Raijor Dal MLA (member of the Legislative Assembly) Akhil Gogoi added another layer of controversy by alleging that the chief minister’s wife, Riniki Bhuyan Sarma, allowed her fashion show — part of the Northeast Festival in Singapore — to continue even after news of Zubeen’s death. Riniki strongly denied the allegation and subsequently filed a criminal defamation case.
“This is the most formidable challenge in Sarma’s tenure as chief minister, even tougher than the protests on the Citizenship Amendment Act. His previous proximity to the accused, Shyamkanu, seems to implicate him in the minds of the public,” said Nivan Bagchi, research scholar, Department of Political Science, Gauhati University.
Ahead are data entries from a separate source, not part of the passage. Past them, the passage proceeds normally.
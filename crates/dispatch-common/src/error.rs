use thiserror::Error;

pub type Result<T> = std::result::Result<T, Error>;

#[derive(Error, Debug)]
pub enum Error {
    #[error("configuration error: {0}")]
    Config(String),

    /// A required field is missing or malformed.
    #[error("validation error: {0}")]
    Validation(String),

    /// A unique constraint would be violated (duplicate slug, duplicate subscription).
    #[error("conflict: {0}")]
    Conflict(String),

    /// Begin or commit failed; the surrounding transaction has been rolled back.
    #[error("transaction failed: {0}")]
    Transaction(String),

    #[error("database error: {0}")]
    Database(String),

    #[error("io error: {0}")]
    Io(#[from] std::io::Error),

    #[error("serialization error: {0}")]
    Serialization(#[from] serde_json::Error),

    #[error("not found: {0}")]
    NotFound(String),

    #[error("{0}")]
    Other(String),
}

impl Error {
    pub fn is_conflict(&self) -> bool {
        matches!(self, Error::Conflict(_))
    }
}
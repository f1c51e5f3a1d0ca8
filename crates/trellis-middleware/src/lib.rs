//! # Trellis Middleware
//!
//! The ordered, prefix-mounted middleware chain.
//!
//! Middleware is registered with a mount pattern. For each request the
//! [`MiddlewareChain`] walks the registrations in order and runs every one
//! whose pattern is a prefix of the request path, until one of them sends
//! the response, halts, or fails.
//!
//! ## Example
//!
//! ```rust
//! use std::sync::Arc;
//! use trellis_core::{HttpMethod, PathPattern, Request, Response};
//! use trellis_middleware::{next, ChainOutcome, MiddlewareChain, MiddlewareResult};
//!
//! let mut chain = MiddlewareChain::new();
//! chain.push(
//!     PathPattern::parse("/admin"),
//!     Arc::new(|_: &mut Request, res: &mut Response| -> MiddlewareResult {
//!         res.send_error(403);
//!         next()
//!     }),
//! );
//!
//! let mut req = Request::new(HttpMethod::Get, "/admin/users").unwrap();
//! let mut res = Response::new();
//! assert_eq!(chain.run(&mut req, &mut res), ChainOutcome::Sent);
//! assert_eq!(res.status(), 403);
//! ```

#![doc(html_root_url = "https://docs.rs/trellis-middleware/0.1.0")]
#![warn(missing_docs)]
#![forbid(unsafe_code)]

pub mod chain;
pub mod middleware;
pub mod stages;

pub use chain::{BoxedMiddleware, ChainOutcome, MiddlewareChain};
pub use middleware::{halt, next, Flow, FnMiddleware, Middleware, MiddlewareResult};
However, Atanu Bhuyan, renowned journalist, said: “I do not think that Garg’s death is a political issue in Assam. The sentiment is in social media, led by people of a certain community with a certain political party affiliation.”
For now, Assam waits for the findings of the SIT and the judicial commission. But what is clear is that Zubeen Garg — whose music had long unified the state — has, in death, become an unexpected axis for political mobilisation. As the election approaches, parties will have to decide whether to temper the charged atmosphere or harness it.
Either way, Zubeen’s absence is likely to cast a long shadow on Assam’s political season. His influence in Assam went beyond music. He represented a bridge between generations, between the cultural confidence of the 1990s and the modern social media-driven assertiveness of today’s youth. His sudden absence has created a rare shared mood in a state accustomed to political fragmentation.
It is this mood — not the investigations alone — that will shape how his death is remembered next year.
For now, politics moves carefully around the contours of grief, measuring every gesture.
In the silence after Zubeen, Assam is learning that the loss of a cultural icon can be more politically potent than any promise in an election manifesto.